Article Text
Abstract
Introduction Mesonephric-like adenocarcinoma (MLA) of the uterine corpus is a rare and distinct gynecological malignancy. MLA has a similar appearance to mesonephric adenocarcinoma of the uterine cervix or vagina, which originates from mesonephric remnants. Despite presenting with symptoms and signs similar to more common types of endometrial carcinoma, MLA tends to behave more aggressively, with advanced-stage disease at diagnosis, rapid progression, frequent recurrence, distant metastases, and poor prognosis.
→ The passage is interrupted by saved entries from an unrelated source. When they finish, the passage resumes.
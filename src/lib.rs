//! OKR Sync: objectives and key results with local and shared storage
//!
//! A hierarchy of global and area OKRs, kept in a local key-value store or
//! in a shared SQLite database with automatic local fallback.

pub mod cli;
pub mod core;
pub mod entities;
pub mod store;
pub mod sync;
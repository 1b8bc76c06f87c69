//! Status values shared by OKRs and key results

use serde::{Deserialize, Serialize};

/// Red/amber/green tri-state set explicitly during check-ins
#[derive(Debug, Clone, Copy, PartialEq, Eq, PartialOrd, Ord, Hash, Serialize, Deserialize)]
#[serde(rename_all = "kebab-case")]
pub enum Status {
    OnTrack,
    Progressing,
    OffTrack,
}

impl Status {
    /// Get the wire representation (also used in the relational schema)
    pub fn as_str(&self) -> &'static str {
        match self {
            Status::OnTrack => "on-track",
            Status::Progressing => "progressing",
            Status::OffTrack => "off-track",
        }
    }

    /// All statuses in display order
    pub fn all() -> &'static [Status] {
        &[Status::OnTrack, Status::Progressing, Status::OffTrack]
    }

    /// Human label for dashboards
    pub fn label(&self) -> &'static str {
        match self {
            Status::OnTrack => "On Track",
            Status::Progressing => "Progressing",
            Status::OffTrack => "Off Track",
        }
    }
}

impl std::fmt::Display for Status {
    fn fmt(&self, f: &mut std::fmt::Formatter<'_>) -> std::fmt::Result {
        write!(f, "{}", self.as_str())
    }
}

impl std::str::FromStr for Status {
    type Err = String;

    fn from_str(s: &str) -> Result<Self, Self::Err> {
        match s.to_lowercase().replace('_', "-").as_str() {
            "on-track" | "ontrack" | "green" => Ok(Status::OnTrack),
            "progressing" | "amber" | "yellow" => Ok(Status::Progressing),
            "off-track" | "offtrack" | "red" => Ok(Status::OffTrack),
            _ => Err(format!("Unknown status: {}", s)),
        }
    }
}
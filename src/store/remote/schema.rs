//! Relational schema for the shared store

use rusqlite::params;

use super::RemoteStore;
use crate::store::StoreError;

/// Current schema version
pub(super) const SCHEMA_VERSION: i32 = 1;

/// Tables whose changes are broadcast to subscribers
pub const WATCHED_TABLES: &[&str] = &["okrs", "key_results", "quality_checklist", "actions"];

/// `(table, column)` pairs that must cascade deletes from `okrs(id)`
const CASCADING_REFERENCES: &[(&str, &str)] = &[
    ("okrs", "parent_id"),
    ("key_results", "okr_id"),
    ("quality_checklist", "okr_id"),
    ("actions", "okr_id"),
];

impl RemoteStore {
    /// Create tables if missing
    pub(super) fn init_schema(&self) -> Result<(), StoreError> {
        self.conn.execute_batch(
            r#"
            -- Schema version tracking
            CREATE TABLE IF NOT EXISTS schema_version (
                version INTEGER PRIMARY KEY
            );

            -- Goal nodes; deleting a node deletes its whole subtree
            CREATE TABLE IF NOT EXISTS okrs (
                id TEXT PRIMARY KEY,
                display_id TEXT UNIQUE,
                objective TEXT NOT NULL,
                created_at TEXT NOT NULL,
                parent_id TEXT REFERENCES okrs(id) ON DELETE CASCADE,
                area TEXT,
                owner TEXT,
                challenges TEXT,
                needs TEXT,
                comments TEXT,
                status TEXT
            );
            CREATE INDEX IF NOT EXISTS idx_okrs_parent ON okrs(parent_id);

            CREATE TABLE IF NOT EXISTS key_results (
                id TEXT PRIMARY KEY,
                okr_id TEXT NOT NULL REFERENCES okrs(id) ON DELETE CASCADE,
                metric_name TEXT NOT NULL,
                from_value REAL NOT NULL,
                to_value REAL NOT NULL,
                unit TEXT,
                current_value REAL,
                status TEXT,
                function TEXT,
                sort_order INTEGER NOT NULL DEFAULT 0
            );
            CREATE INDEX IF NOT EXISTS idx_key_results_okr ON key_results(okr_id);

            CREATE TABLE IF NOT EXISTS quality_checklist (
                id TEXT PRIMARY KEY,
                okr_id TEXT NOT NULL REFERENCES okrs(id) ON DELETE CASCADE,
                item_id TEXT NOT NULL,
                checked INTEGER NOT NULL DEFAULT 0,
                UNIQUE (okr_id, item_id)
            );
            CREATE INDEX IF NOT EXISTS idx_quality_checklist_okr ON quality_checklist(okr_id);

            CREATE TABLE IF NOT EXISTS actions (
                id TEXT PRIMARY KEY,
                okr_id TEXT NOT NULL REFERENCES okrs(id) ON DELETE CASCADE,
                text TEXT NOT NULL,
                owner TEXT NOT NULL,
                due_date TEXT NOT NULL,
                completed INTEGER NOT NULL DEFAULT 0,
                completed_at TEXT,
                created_at TEXT NOT NULL
            );
            CREATE INDEX IF NOT EXISTS idx_actions_okr ON actions(okr_id);
            "#,
        )?;

        self.conn.execute(
            "INSERT OR REPLACE INTO schema_version (version) VALUES (?1)",
            params![SCHEMA_VERSION],
        )?;

        Ok(())
    }

    /// Refuse to run against a schema where deleting an OKR would orphan rows
    pub(super) fn verify_cascades(&self) -> Result<(), StoreError> {
        let enforced: i64 = self
            .conn
            .query_row("PRAGMA foreign_keys", [], |row| row.get(0))?;
        if enforced != 1 {
            return Err(StoreError::CascadeNotConfigured {
                table: "okrs (foreign keys disabled)".to_string(),
            });
        }

        for (table, column) in CASCADING_REFERENCES {
            let mut stmt = self
                .conn
                .prepare(&format!("PRAGMA foreign_key_list({})", table))?;
            // Columns: id, seq, table, from, to, on_update, on_delete, match
            let references = stmt
                .query_map([], |row| {
                    Ok((
                        row.get::<_, String>(2)?,
                        row.get::<_, String>(3)?,
                        row.get::<_, Option<String>>(4)?,
                        row.get::<_, String>(6)?,
                    ))
                })?
                .collect::<Result<Vec<_>, _>>()?;

            let cascades = references.iter().any(|(target, from, to, on_delete)| {
                target == "okrs"
                    && from == column
                    && to.as_deref().map_or(true, |to| to == "id")
                    && on_delete.eq_ignore_ascii_case("CASCADE")
            });

            if !cascades {
                return Err(StoreError::CascadeNotConfigured {
                    table: table.to_string(),
                });
            }
        }

        Ok(())
    }
}
//! CLI module - argument parsing and command dispatch

pub mod args;
pub mod commands;
pub mod helpers;
pub mod table;

pub use args::{Cli, Commands, GlobalOpts, OutputFormat};
//! Check-in - rewrites an OKR's observed progress and narrative fields
//!
//! A check-in never changes an OKR's identity or structure. Applying one
//! yields the complete replacement object handed to the store.

use chrono::{DateTime, Utc};

use crate::core::entity::Status;
use crate::entities::action::Action;
use crate::entities::okr::Okr;
use crate::entities::validate::ValidationError;

/// Observation for a single key result
#[derive(Debug, Clone, PartialEq)]
pub struct KeyResultUpdate {
    pub key_result_id: String,
    pub current: Option<f64>,
    pub status: Option<Status>,
}

/// Everything a check-in may change. `None` leaves the field untouched.
#[derive(Debug, Clone, Default, PartialEq)]
pub struct CheckIn {
    pub key_results: Vec<KeyResultUpdate>,
    pub status: Option<Status>,
    pub challenges: Option<String>,
    pub needs: Option<String>,
    pub comments: Option<String>,
    pub new_actions: Vec<Action>,
    pub complete_actions: Vec<String>,
    pub reopen_actions: Vec<String>,
}

impl CheckIn {
    pub fn is_empty(&self) -> bool {
        *self == CheckIn::default()
    }

    /// Produce the full replacement for `okr`
    pub fn apply(&self, okr: &Okr, now: DateTime<Utc>) -> Result<Okr, ValidationError> {
        let mut updated = okr.clone();

        for update in &self.key_results {
            let kr = updated
                .key_results
                .iter_mut()
                .find(|kr| kr.id == update.key_result_id)
                .ok_or_else(|| ValidationError::UnknownKeyResult {
                    okr_id: okr.id.clone(),
                    key_result_id: update.key_result_id.clone(),
                })?;
            if update.current.is_some() {
                kr.current = update.current;
            }
            if update.status.is_some() {
                kr.status = update.status;
            }
        }

        if self.status.is_some() {
            updated.status = self.status;
        }
        if let Some(challenges) = &self.challenges {
            updated.challenges = non_empty(challenges);
        }
        if let Some(needs) = &self.needs {
            updated.needs = non_empty(needs);
        }
        if let Some(comments) = &self.comments {
            updated.comments = non_empty(comments);
        }

        for (ids, completed) in [(&self.complete_actions, true), (&self.reopen_actions, false)] {
            for action_id in ids {
                let action = updated
                    .actions
                    .iter_mut()
                    .find(|a| &a.id == action_id)
                    .ok_or_else(|| ValidationError::UnknownAction {
                        okr_id: okr.id.clone(),
                        action_id: action_id.clone(),
                    })?;
                action.set_completed(completed, now);
            }
        }

        updated.actions.extend(self.new_actions.iter().cloned());
        updated.validate()?;
        Ok(updated)
    }
}

// Blank narrative text clears the field
fn non_empty(text: &str) -> Option<String> {
    let trimmed = text.trim();
    if trimmed.is_empty() {
        None
    } else {
        Some(trimmed.to_string())
    }
}

#[cfg(test)]
mod tests {
    use super::*;
    use crate::entities::key_result::KeyResult;
    use chrono::{NaiveDate, TimeZone};

    fn sample() -> Okr {
        let mut okr = Okr::new("Deliver savings");
        okr.key_results.push(KeyResult::new("Cost reduction", 10.0, 30.0));
        okr.actions.push(Action::new(
            "Review vendor contracts",
            "Deepa Abi",
            NaiveDate::from_ymd_opt(2026, 2, 1).unwrap(),
        ));
        okr
    }

    #[test]
    fn test_check_in_updates_observations_and_narrative() {
        let okr = sample();
        let kr_id = okr.key_results[0].id.clone();
        let checkin = CheckIn {
            key_results: vec![KeyResultUpdate {
                key_result_id: kr_id,
                current: Some(22.0),
                status: Some(Status::OnTrack),
            }],
            status: Some(Status::Progressing),
            challenges: Some("Hiring freeze".to_string()),
            comments: Some("   ".to_string()),
            ..Default::default()
        };

        let updated = checkin.apply(&okr, Utc::now()).unwrap();
        assert_eq!(updated.id, okr.id);
        assert_eq!(updated.key_results[0].current, Some(22.0));
        assert_eq!(updated.key_results[0].status, Some(Status::OnTrack));
        assert_eq!(updated.status, Some(Status::Progressing));
        assert_eq!(updated.challenges.as_deref(), Some("Hiring freeze"));
        assert_eq!(updated.comments, None);
        assert_eq!(updated.created_at, okr.created_at);
    }

    #[test]
    fn test_check_in_completes_and_adds_actions() {
        let okr = sample();
        let now = Utc.with_ymd_and_hms(2026, 2, 2, 12, 0, 0).unwrap();
        let checkin = CheckIn {
            complete_actions: vec![okr.actions[0].id.clone()],
            new_actions: vec![Action::new(
                "Present pipeline",
                "Elena Schoeman",
                NaiveDate::from_ymd_opt(2026, 3, 15).unwrap(),
            )],
            ..Default::default()
        };

        let updated = checkin.apply(&okr, now).unwrap();
        assert_eq!(updated.actions.len(), 2);
        assert!(updated.actions[0].completed);
        assert_eq!(updated.actions[0].completed_at, Some(now));
        assert!(!updated.actions[1].completed);
    }

    #[test]
    fn test_check_in_rejects_unknown_key_result() {
        let okr = sample();
        let checkin = CheckIn {
            key_results: vec![KeyResultUpdate {
                key_result_id: "kr-missing".to_string(),
                current: Some(1.0),
                status: None,
            }],
            ..Default::default()
        };
        assert!(matches!(
            checkin.apply(&okr, Utc::now()),
            Err(ValidationError::UnknownKeyResult { .. })
        ));
    }
}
Description This video showcases a case of robotic-assisted tumor debulking in a 60-year-old patient with metastatic mesonephric-like uterine carcinoma. The patient had a past medical history of fibroid uterus and endometriosis and presented with pelvic pain and postmenopausal bleeding. Imaging showed a dominant intramural uterine fibroid that had significantly increased in size, right pelvic sidewall and external iliac lymphadenopathy, and associated peritoneal thickening. CT imaging showed intense hypermetabolic activity in the uterus consistent with malignancy and hypermetabolic pelvic lymph nodes. At the time of the procedure, the patient was found to have extensive peritoneal carcinomatosis, bulky lymph nodes, and a tumor on the ureter, with distorted anatomy due to a large multi-fibroid uterus and dense adhesive disease on the vesico-uterine space. This video aims to review the surgical techniques used in complex minimally invasive debulking procedures. By the end of the procedure, all visible cancer was removed. The procedure was uncomplicated, and the patient was discharged on postoperative day 0.
Conclusion/Implications Our video provides valuable insights into the surgical techniques used to achieve complete tumor resection in complex cases with aggressive uterine tumors.